Dans quelles mesures ces résultats peuvent-ils influencer votre rôle en tant que sénatrice ?

Les résultats en Allemagne s’inscrivent dans une réflexion globale sur comment, en tant que force de gauche et écologiste, nous pouvons mettre des choses en place pour nous permettre de lutter contre l'extrême droite et les ingérences étrangères. Nous avons des exemples aux États-Unis bien sûr, mais aussi en Roumanie où des autocrates et des partis d’extrême droite tissent leur toile.

 

Comment est né et s’est développé votre attachement à l’Allemagne et au monde germanique ?

L’allemand a été le fil rouge de ma scolarité. Je suis d’ailleurs très reconnaissante envers mes professeurs qui m’ont donné le goût de la langue. J’ai ensuite effectué des études de science politique dans une filière franco-allemande m’ayant amenée à effectuer un séjour de deux ans à Münster. J’ai ensuite passé les six dernières années avant de devenir sénatrice en Autriche.

Je crois en l’importance des relations franco-allemandes pour être le moteur de l'Europe de demain. Une Europe sociale traitant des questions démocratiques et écologistes. Bien que ce ne soit pas la direction que l'Europe prend en ce moment, nous devons continuer à porter ces idéaux.

La relation franco-allemande doit également rester un modèle de construction et de paix entre les peuples de manière beaucoup plus locale et pas uniquement institutionnelle. Cela passe par les nombreux partenariats, jumelages, échanges scolaires qui ont construit cette relation de manière concrète. On le voit au Sénat où le groupe d'amitié franco-allemande est très vivant puisque nombre de sénateurs, dans les communes où ils ont vécu, où ils ont été maires parfois, entretenaient des relations fortes avec l’Allemagne.

 

Ce couple franco-allemand dont on entend tant parler existe-t-il toujours ?

Il existe, mais il faut continuer à l’entretenir en investissant dans des projets éducatifs et culturels franco-allemands. C'est une chose qui est un peu en perte de vitesse en France, notamment du point de vue de l’apprentissage de l’allemand, mais c’est aussi à nous, membres du Parlement, de l’entretenir.

 

Vous évoquez le rôle important des jeunes générations et de l’éducation pour le couple franco-allemand. Vous êtes justement membre de la “Commission de la culture, de l’éducation, de la communication et du sport”. Qu’est-ce que cela signifie concrètement ?

Dans cette commission, nous avons un volet législatif assez conséquent avec un certain nombre de textes qui sont traités. Un des sujets sur lequel je travaille en particulier est la question sportive. Au lendemain des Jeux Olympiques et Paralympiques de Paris, nous portons l’idée d’une loi sur l'héritage des Jeux accordant un budget assez conséquent pour la démocratisation de la pratique du sport.

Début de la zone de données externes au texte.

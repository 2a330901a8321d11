//! Configuration management for backplan
//!
//! This crate provides the configuration surface for the planner: the
//! modeled device fleet, the backup job sizing, and logging options.
//! Configuration is layered from built-in defaults, an optional TOML or
//! YAML file, and `BACKPLAN_*` environment variables.
//!
//! The built-in defaults describe the reference fleet: a 128 GB flash
//! drive writing at 100 MB/s, a double-sided DVD at 56 MB/h, and a hard
//! disk with four 500 GB partitions at 60 MB/s, backing up a 565 GB job
//! sampled with a 780 MB file.
//!
//! # Examples
//!
//! ```rust
//! use backplan_config::{Config, ConfigBuilder};
//!
//! let config = ConfigBuilder::new()
//!     .add_source_file("backplan.toml")
//!     .add_env_prefix("BACKPLAN")
//!     .build_or_default();
//!
//! assert!(!config.devices.is_empty());
//! ```

#![deny(missing_docs)]
#![warn(clippy::all, clippy::pedantic, clippy::nursery)]
#![allow(clippy::module_name_repetitions)]

use backplan_types::{BackupJob, DeviceProfile, Gigabytes};
use serde::{Deserialize, Serialize};

pub mod builder;
pub mod error;

pub use builder::ConfigBuilder;
pub use error::{ConfigError, ConfigResult};

/// Main configuration structure for backplan
#[derive(Debug, Clone, Serialize, Deserialize)]
pub struct Config {
    /// Backup job sizing
    #[serde(default)]
    pub job: JobConfig,
    /// Ordered device fleet the plan walks
    #[serde(default = "default_devices")]
    pub devices: Vec<DeviceProfile>,
    /// Logging configuration
    #[serde(default)]
    pub logging: LoggingConfig,
}

impl Default for Config {
    fn default() -> Self {
        Self {
            job: JobConfig::default(),
            devices: default_devices(),
            logging: LoggingConfig::default(),
        }
    }
}

impl Config {
    /// Render the configuration as TOML
    pub fn to_toml(&self) -> ConfigResult<String> {
        Ok(toml::to_string_pretty(self)?)
    }
}

/// Backup job sizing
#[derive(Debug, Clone, Copy, Serialize, Deserialize)]
pub struct JobConfig {
    /// Total amount of data to back up, in GB
    #[serde(default = "default_total_data_size")]
    pub total_data_size_gb: Gigabytes,
    /// Size of the sample file copied onto each device, in GB
    #[serde(default = "default_file_size")]
    pub file_size_gb: Gigabytes,
}

impl JobConfig {
    /// Convert into the planner's job description
    pub fn to_job(self) -> BackupJob {
        BackupJob::new(self.total_data_size_gb, self.file_size_gb)
    }
}

impl Default for JobConfig {
    fn default() -> Self {
        Self {
            total_data_size_gb: default_total_data_size(),
            file_size_gb: default_file_size(),
        }
    }
}

/// Logging configuration
#[derive(Debug, Clone, Serialize, Deserialize)]
pub struct LoggingConfig {
    /// Log level
    #[serde(default = "default_log_level")]
    pub level: String,
    /// Enable colored output
    #[serde(default = "default_colored_output")]
    pub colored_output: bool,
}

impl Default for LoggingConfig {
    fn default() -> Self {
        Self {
            level: default_log_level(),
            colored_output: default_colored_output(),
        }
    }
}

fn default_total_data_size() -> Gigabytes {
    565.0
}

// 780 MB expressed in GB.
fn default_file_size() -> Gigabytes {
    780.0 / 1024.0
}

fn default_log_level() -> String {
    "warn".to_string()
}

fn default_colored_output() -> bool {
    true
}

fn default_devices() -> Vec<DeviceProfile> {
    vec![
        DeviceProfile::Flash {
            name: None,
            model: None,
            speed_mbps: 100.0,
            capacity_gb: 128.0,
        },
        DeviceProfile::OpticalDisc {
            name: None,
            model: None,
            speed_mb_per_hour: 56.0,
            double_sided: true,
        },
        DeviceProfile::HardDisk {
            name: None,
            model: None,
            speed_mbps: 60.0,
            partitions: 4,
            partition_size_gb: 500.0,
        },
    ]
}

#[cfg(test)]
mod tests {
    use super::*;
    use backplan_types::DeviceKind;

    #[test]
    fn test_default_job_sizing() {
        let config = Config::default();
        assert_eq!(config.job.total_data_size_gb, 565.0);
        assert_eq!(config.job.file_size_gb, 780.0 / 1024.0);

        let job = config.job.to_job();
        assert_eq!(job.total_data_size, 565.0);
        assert_eq!(job.file_size, 780.0 / 1024.0);
    }

    #[test]
    fn test_default_fleet_is_the_reference_trio() {
        let config = Config::default();
        let kinds: Vec<DeviceKind> = config.devices.iter().map(DeviceProfile::kind).collect();
        assert_eq!(
            kinds,
            vec![
                DeviceKind::Flash,
                DeviceKind::OpticalDisc,
                DeviceKind::HardDisk
            ]
        );

        match &config.devices[0] {
            DeviceProfile::Flash {
                speed_mbps,
                capacity_gb,
                ..
            } => {
                assert_eq!(*speed_mbps, 100.0);
                assert_eq!(*capacity_gb, 128.0);
            }
            other => panic!("expected flash profile, got {other:?}"),
        }
    }

    #[test]
    fn test_toml_round_trip() {
        let config = Config::default();
        let rendered = config.to_toml().unwrap();
        let parsed: Config = toml::from_str(&rendered).unwrap();
        assert_eq!(parsed.devices, config.devices);
        assert_eq!(parsed.job.total_data_size_gb, config.job.total_data_size_gb);
    }
}
//! Configuration builder for flexible configuration loading

use crate::{Config, ConfigError, ConfigResult};
use backplan_types::DeviceProfile;
use config::{ConfigBuilder as ConfigBuilderInner, Environment, File, FileFormat};
use std::path::{Path, PathBuf};

/// Configuration builder layering defaults, files, and environment
/// variables
#[derive(Debug)]
pub struct ConfigBuilder {
    inner: ConfigBuilderInner<config::builder::DefaultState>,
    sources: Vec<ConfigSource>,
    env_separator: String,
}

#[derive(Debug, Clone)]
enum ConfigSource {
    File { path: PathBuf, format: FileFormat },
    Environment { prefix: String },
}

impl ConfigBuilder {
    /// Create a new configuration builder
    pub fn new() -> Self {
        Self {
            inner: config::Config::builder(),
            sources: Vec::new(),
            env_separator: "__".to_string(),
        }
    }

    /// Add a configuration file source; the format is inferred from the
    /// file extension. Missing files are skipped.
    pub fn add_source_file<P: AsRef<Path>>(mut self, path: P) -> Self {
        let path = path.as_ref().to_path_buf();
        let format = Self::detect_format(&path);
        self.sources.push(ConfigSource::File { path, format });
        self
    }

    /// Add a configuration file source with explicit format
    pub fn add_source_file_with_format<P: AsRef<Path>>(
        mut self,
        path: P,
        format: FileFormat,
    ) -> Self {
        let path = path.as_ref().to_path_buf();
        self.sources.push(ConfigSource::File { path, format });
        self
    }

    /// Add environment variable source with prefix
    pub fn add_env_prefix<S: Into<String>>(mut self, prefix: S) -> Self {
        self.sources.push(ConfigSource::Environment {
            prefix: prefix.into(),
        });
        self
    }

    /// Set environment variable separator (default: "__")
    pub fn env_separator<S: Into<String>>(mut self, separator: S) -> Self {
        self.env_separator = separator.into();
        self
    }

    /// Build the configuration
    pub fn build(mut self) -> ConfigResult<Config> {
        // Defaults form the base layer; files and environment override.
        let defaults = Config::default();
        let defaults_value = serde_yaml::to_value(&defaults)
            .map_err(|e| ConfigError::other(format!("Failed to serialize defaults: {}", e)))?;
        self.inner = self
            .inner
            .add_source(config::Config::try_from(&defaults_value)?);

        for source in &self.sources {
            match source {
                ConfigSource::File { path, format } => {
                    if path.exists() {
                        self.inner = self
                            .inner
                            .add_source(File::from(path.clone()).format(*format));
                    }
                }
                ConfigSource::Environment { prefix } => {
                    self.inner = self.inner.add_source(
                        Environment::with_prefix(prefix)
                            .separator(&self.env_separator)
                            .try_parsing(true),
                    );
                }
            }
        }

        let config = self.inner.build()?;
        let result: Config = config.try_deserialize()?;

        Self::validate(&result)?;

        Ok(result)
    }

    /// Try to build the configuration, returning defaults on error
    pub fn build_or_default(self) -> Config {
        self.build().unwrap_or_default()
    }

    fn detect_format(path: &Path) -> FileFormat {
        match path.extension().and_then(|ext| ext.to_str()) {
            Some("yaml" | "yml") => FileFormat::Yaml,
            _ => FileFormat::Toml,
        }
    }

    fn validate(config: &Config) -> ConfigResult<()> {
        if config.devices.is_empty() {
            return Err(ConfigError::validation("device fleet must not be empty"));
        }

        for (index, profile) in config.devices.iter().enumerate() {
            match profile {
                DeviceProfile::Flash { speed_mbps, .. }
                | DeviceProfile::HardDisk { speed_mbps, .. } => {
                    if *speed_mbps <= 0.0 {
                        return Err(ConfigError::invalid_value(
                            format!("devices[{index}].speed_mbps"),
                            "speed must be positive".to_string(),
                        ));
                    }
                }
                DeviceProfile::OpticalDisc {
                    speed_mb_per_hour, ..
                } => {
                    if *speed_mb_per_hour <= 0.0 {
                        return Err(ConfigError::invalid_value(
                            format!("devices[{index}].speed_mb_per_hour"),
                            "speed must be positive".to_string(),
                        ));
                    }
                }
            }

            if let DeviceProfile::HardDisk { partitions, .. } = profile {
                if *partitions == 0 {
                    return Err(ConfigError::invalid_value(
                        format!("devices[{index}].partitions"),
                        "at least one partition is required".to_string(),
                    ));
                }
            }
        }

        Ok(())
    }
}

impl Default for ConfigBuilder {
    fn default() -> Self {
        Self::new()
    }
}

#[cfg(test)]
mod tests {
    use super::*;
    use std::io::Write;
    use tempfile::NamedTempFile;

    fn write_config(content: &str, suffix: &str) -> NamedTempFile {
        let mut file = tempfile::Builder::new()
            .suffix(suffix)
            .tempfile()
            .expect("create temp config");
        file.write_all(content.as_bytes()).expect("write config");
        file
    }

    #[test]
    fn test_build_without_sources_yields_defaults() {
        let config = ConfigBuilder::new().build().unwrap();
        assert_eq!(config.devices.len(), 3);
        assert_eq!(config.job.total_data_size_gb, 565.0);
    }

    #[test]
    fn test_missing_file_is_skipped() {
        let config = ConfigBuilder::new()
            .add_source_file("does-not-exist.toml")
            .build()
            .unwrap();
        assert_eq!(config.devices.len(), 3);
    }

    #[test]
    fn test_toml_file_overrides_defaults() {
        let file = write_config(
            r#"
            [job]
            total_data_size_gb = 100.0
            file_size_gb = 0.5

            [[devices]]
            type = "flash"
            name = "usb-0"
            speed_mbps = 40.0
            capacity_gb = 64.0
            "#,
            ".toml",
        );

        let config = ConfigBuilder::new()
            .add_source_file(file.path())
            .build()
            .unwrap();

        assert_eq!(config.job.total_data_size_gb, 100.0);
        assert_eq!(config.devices.len(), 1);
        match &config.devices[0] {
            backplan_types::DeviceProfile::Flash {
                name,
                speed_mbps,
                capacity_gb,
                ..
            } => {
                assert_eq!(name.as_deref(), Some("usb-0"));
                assert_eq!(*speed_mbps, 40.0);
                assert_eq!(*capacity_gb, 64.0);
            }
            other => panic!("expected flash profile, got {other:?}"),
        }
    }

    #[test]
    fn test_yaml_file_overrides_defaults() {
        let file = write_config(
            r#"
job:
  total_data_size_gb: 200.0
devices:
  - type: optical-disc
    speed_mb_per_hour: 56.0
    double_sided: false
"#,
            ".yaml",
        );

        let config = ConfigBuilder::new()
            .add_source_file(file.path())
            .build()
            .unwrap();

        assert_eq!(config.job.total_data_size_gb, 200.0);
        // Fields absent from the file keep their defaults.
        assert_eq!(config.job.file_size_gb, 780.0 / 1024.0);
        assert_eq!(config.devices.len(), 1);
    }

    #[test]
    fn test_zero_speed_fails_validation() {
        let file = write_config(
            r#"
            [[devices]]
            type = "flash"
            speed_mbps = 0.0
            capacity_gb = 64.0
            "#,
            ".toml",
        );

        let result = ConfigBuilder::new().add_source_file(file.path()).build();
        assert!(matches!(result, Err(ConfigError::InvalidValue { .. })));
    }

    #[test]
    fn test_empty_fleet_fails_validation() {
        let file = write_config("devices = []\n", ".toml");

        let result = ConfigBuilder::new().add_source_file(file.path()).build();
        assert!(matches!(result, Err(ConfigError::Validation { .. })));
    }

    #[test]
    fn test_build_or_default_swallows_errors() {
        let file = write_config("devices = []\n", ".toml");

        let config = ConfigBuilder::new()
            .add_source_file(file.path())
            .build_or_default();
        assert_eq!(config.devices.len(), 3);
    }
}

En effet, dans le sport comme dans d’autres domaines, les plus vulnérables ont un accès moins favorisé à la pratique du sport. Une pratique qu’il faut donc promouvoir à tous les niveaux pour faire de la France une nation sportive au-delà des grands slogans. Malheureusement, avec l’instabilité législative que nous traversons, la perspective d’avoir une telle loi s’éloigne.

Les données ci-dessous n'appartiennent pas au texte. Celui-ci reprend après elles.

//! Optical disc (DVD) model

use backplan_types::{DeviceKind, Gigabytes, Hours, MegabytesPerHour, StorageDevice};

/// Capacity of a single-sided disc in GB
pub const SINGLE_SIDED_CAPACITY: Gigabytes = 4.7;

/// Capacity of a double-sided disc in GB
pub const DOUBLE_SIDED_CAPACITY: Gigabytes = 9.0;

/// Optical disc whose initial capacity follows from its sidedness.
///
/// Disc speed is expressed in MB per hour, unlike the other device
/// families which use MB per second.
#[derive(Debug, Clone)]
pub struct OpticalDisc {
    /// Informational device name, not used in arithmetic
    pub name: Option<String>,
    /// Informational model string, not used in arithmetic
    pub model: Option<String>,
    speed: MegabytesPerHour,
    double_sided: bool,
    capacity: Gigabytes,
}

impl OpticalDisc {
    /// Create a disc with the given speed (MB/hour); a double-sided disc
    /// starts with 9 GB free, a single-sided one with 4.7 GB.
    pub fn new(speed: MegabytesPerHour, double_sided: bool) -> Self {
        let capacity = if double_sided {
            DOUBLE_SIDED_CAPACITY
        } else {
            SINGLE_SIDED_CAPACITY
        };
        Self {
            name: None,
            model: None,
            speed,
            double_sided,
            capacity,
        }
    }

    /// Transfer speed in MB/hour
    pub fn speed(&self) -> MegabytesPerHour {
        self.speed
    }

    /// Whether the disc is double-sided
    pub fn is_double_sided(&self) -> bool {
        self.double_sided
    }
}

impl StorageDevice for OpticalDisc {
    fn kind(&self) -> DeviceKind {
        DeviceKind::OpticalDisc
    }

    fn memory_capacity(&self) -> Gigabytes {
        self.capacity
    }

    fn copy_data(&mut self, data_size: Gigabytes) -> Hours {
        // Speed is already per hour, so no seconds conversion here.
        let time = data_size / self.speed;
        self.capacity -= data_size / 1024.0;
        time
    }

    fn free_memory(&self) -> Gigabytes {
        self.capacity
    }

    fn device_info(&self) -> String {
        let sides = if self.double_sided {
            "Double-Sided"
        } else {
            "Single-Sided"
        };
        format!(
            "DVD {}: {} GB, Speed: {} MB/h",
            sides, self.capacity, self.speed
        )
    }
}

#[cfg(test)]
mod tests {
    use super::*;
    use rstest::rstest;

    #[rstest]
    #[case(true, DOUBLE_SIDED_CAPACITY)]
    #[case(false, SINGLE_SIDED_CAPACITY)]
    fn test_initial_capacity_follows_sidedness(
        #[case] double_sided: bool,
        #[case] expected: Gigabytes,
    ) {
        let disc = OpticalDisc::new(56.0, double_sided);
        assert_eq!(disc.memory_capacity(), expected);
        assert_eq!(disc.free_memory(), expected);
    }

    #[test]
    fn test_copy_data_uses_hourly_speed() {
        let mut disc = OpticalDisc::new(56.0, true);
        let file_size = 780.0 / 1024.0;

        let time = disc.copy_data(file_size);
        assert!((time - file_size / 56.0).abs() < 1e-15);
        assert!((disc.free_memory() - (9.0 - file_size / 1024.0)).abs() < 1e-12);
    }

    #[test]
    fn test_device_info_line() {
        let double = OpticalDisc::new(56.0, true);
        assert_eq!(double.device_info(), "DVD Double-Sided: 9 GB, Speed: 56 MB/h");

        let single = OpticalDisc::new(56.0, false);
        assert_eq!(
            single.device_info(),
            "DVD Single-Sided: 4.7 GB, Speed: 56 MB/h"
        );
    }
}
//! Console rendering for backup plans

use backplan_device::build_device;
use backplan_types::{BackupPlan, DevicePlan, DeviceProfile};
use console::style;

/// Render one device's report block: the info line plus the count/time
/// line.
pub fn device_block(device: &DevicePlan) -> String {
    format!(
        "{}\nDevices needed: {}, Total time (hours): {}",
        device.info, device.devices_needed, device.total_time
    )
}

/// Render the three aggregate lines of the report
pub fn totals_block(plan: &BackupPlan) -> String {
    format!(
        "Total Memory Capacity of All Devices: {} GB\n\
         Total Devices Needed: {}\n\
         Total Time for Backup (hours): {}",
        plan.total_capacity, plan.total_devices, plan.total_time
    )
}

/// Print the full plan report
pub fn print_backup_plan(plan: &BackupPlan) {
    for device in &plan.devices {
        println!("{}", device_block(device));
        println!();
    }

    println!("{}", totals_block(plan));

    if !plan.is_finite() {
        display_warning("a device reported zero free capacity; the totals are not finite");
    }
}

/// Print the configured device fleet without running a plan
pub fn display_device_list(profiles: &[DeviceProfile]) {
    for profile in profiles {
        let device = build_device(profile);
        println!("{}", style(device.device_info()).bold());
        println!("  Kind: {}", profile.kind().description());
        if let Some(name) = profile.name() {
            println!("  Name: {}", name);
        }
        if let Some(model) = profile.model() {
            println!("  Model: {}", model);
        }
        println!(
            "  Free capacity: {} GB",
            style(device.free_memory()).green()
        );
        println!();
    }
}

/// Display a warning message with proper formatting
pub fn display_warning(message: &str) {
    eprintln!("{} {}", style("⚠").yellow().bold(), style(message).yellow());
}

Je me penche également sur la question des JO d'hiver de 2030, qui au-delà du budget soulève d’autres questions. Il y a une opposition à la fois environnementale, financière, démocratique et sociale qui émerge.

 

Vous êtes également vice-présidente de la commission sur les affaires européennes. Dans quelles mesures votre travail dans cette commission est-il différent de vos autres engagements ?

La commission des affaires européennes diffère des six autres commissions thématiques du Sénat en ce qu’elle est inscrite dans la Constitution et qu’elle est avant tout un organe de contrôle.


2027 arrive très vite. Quelle position devrait adopter la gauche face à la présidentielle ?

Il faut qu’à gauche, au-delà des guerres internes, nous puissions nous réunir alors même que nous sommes en situation de minorité en France pour regagner de l’espace politique et médiatique. Les oppositions légitimes au sein des partis de gauche avec des divergences de fond ne doivent pas nous empêcher de réfléchir à l'avenir ensemble.